В порту нашелся подходящий пароход. Это был грязный, старый угольщик, одна из тех посудин, куда обычно шли только матросы, отчаявшиеся найти работу получше и оставшиеся без всяких средств к существованию. В команде таких пароходов было много деклассированных, выбитых из жизненной колеи людей с темным прошлым. Вот в такую команду я и был зачислен.
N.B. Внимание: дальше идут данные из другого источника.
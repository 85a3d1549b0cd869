//! Request options and timing policies.

use serde::{Deserialize, Serialize};
use std::time::Duration;

/// Optional sections to include when reading a deployment.
#[derive(Debug, Clone, Copy, Default, PartialEq, Eq)]
pub struct QueryParams {
    /// Include current and pending plans.
    pub show_plans: bool,
    /// Include component settings.
    pub show_settings: bool,
    /// Include endpoint metadata.
    pub show_metadata: bool,
}

impl QueryParams {
    /// Everything reconciliation needs.
    #[must_use]
    pub fn full() -> Self {
        Self {
            show_plans: true,
            show_settings: true,
            show_metadata: true,
        }
    }

    /// Render as a URL query string (without the leading `?`).
    #[must_use]
    pub fn to_query(&self) -> String {
        format!(
            "show_plans={}&show_metadata={}&show_settings={}",
            self.show_plans, self.show_metadata, self.show_settings
        )
    }
}

/// The control plane accepted a change.
#[derive(Debug, Clone, PartialEq, Eq, Serialize, Deserialize)]
pub struct Accepted {
    /// Deployment the change applies to.
    pub id: String,
}

/// Configuration for retry behavior.
///
/// Delays grow linearly: attempt `n` (0-indexed) waits `base_delay * (n + 1)`,
/// capped at `max_delay`.
#[derive(Debug, Clone, PartialEq, Eq)]
pub struct RetryConfig {
    /// Maximum number of attempts, including the first one
    pub max_attempts: u32,
    /// Delay after the first failure
    pub base_delay: Duration,
    /// Maximum delay between retries
    pub max_delay: Duration,
}

impl Default for RetryConfig {
    fn default() -> Self {
        Self {
            max_attempts: 4,
            base_delay: Duration::from_secs(2),
            max_delay: Duration::from_secs(30),
        }
    }
}

impl RetryConfig {
    /// Create a new retry config with custom settings.
    pub fn new(max_attempts: u32, base_delay: Duration) -> Self {
        Self {
            max_attempts,
            base_delay,
            ..Default::default()
        }
    }

    /// Calculate the delay for a given attempt number (0-indexed).
    pub fn delay_for_attempt(&self, attempt: u32) -> Duration {
        self.base_delay
            .saturating_mul(attempt.saturating_add(1))
            .min(self.max_delay)
    }

    /// Create a config that never retries.
    pub fn no_retry() -> Self {
        Self {
            max_attempts: 1,
            ..Default::default()
        }
    }
}

/// Timing policy for waiting on a change.
#[derive(Debug, Clone, PartialEq, Eq)]
pub struct PollConfig {
    /// Overall wall-clock bound
    pub timeout: Duration,
    /// Pause between reads
    pub poll_interval: Duration,
    /// Retry policy for each individual read
    pub retry: RetryConfig,
}

impl Default for PollConfig {
    fn default() -> Self {
        Self {
            timeout: Duration::from_secs(40 * 60),
            poll_interval: Duration::from_secs(10),
            retry: RetryConfig::default(),
        }
    }
}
Как только 20 апреля пароход покинул берега США, я тут же спрятал почту в угольный бункер. Последующие события показали, что это было своевременно. На следующий день капитан приказал провести повальный обыск у всей команды, мотивируя это тем, что у него якобы кто-то украл белье и другие вещи. Обыскали и меня. Причем особенно тщательно — видимо, мое гражданство не давало капитану покоя, и он опасался, что я везу с собой страшные коммунистические «тайны». Все мои пожитки были перерыты, каждую вещь осмотрели по нескольку раз. Однако ничего компрометирующего не нашли, впрочем так же, как и у других матросов.
Обыск у команды меня очень взволновал. Не последует ли затем обыск всех подсобных помещений и трюмов? В этом случае могли бы обнаружить и спрятанный пакет с докладом Л. К. Мартенса.
Опасение оказалось не напрасным. Вскоре самым тщательным образом были обысканы все помещения парохода. На мое счастье, однако, пакета не нашли. Только после того как на пароходе все успокоилось и матросы приступили к своим обычным делам, я в полной мере осознал, какая опасность мне угрожала. Ведь пароход плавал под американским флагом, и в случае каких-то осложнений меня, естественно, могли возвратить в США и передать в руки полиции.
…Поздно ночью пароход прибыл в Стокгольм. Еще раньше, едва замерцали далекие огни шведского берега, я решил, что следует как можно скорее сойти на берег: пакет от Л. К. Мартенса, который уже лежал у меня под тельняшкой, нужно было переправить дальше.
Я понимал: надо вести себя спокойно и сдержанно, ничем не выдавая волнения. Но попробуйте не волноваться в такой обстановке! Как уже упоминалось, команда нашего угольщика состояла сплошь из людей с темным прошлым, у многих за плечами были и тюрьмы, и «встречи» с полицией. Недаром капитан парохода при разговоре с матросами не вынимал обычно руку из кармана, в котором лежал револьвер.
19
Russian propaganda. Hearing before a subcommittee of the committee on foreign relations. United States senate sixtysixth Congress second session. Washington, 1920,p. 76–78.
20
Departament of labor. Bureau of immigration. Excerpt from Copy of hearing in the Case of Ludwig C. Martens. Juli 28 th. 1920.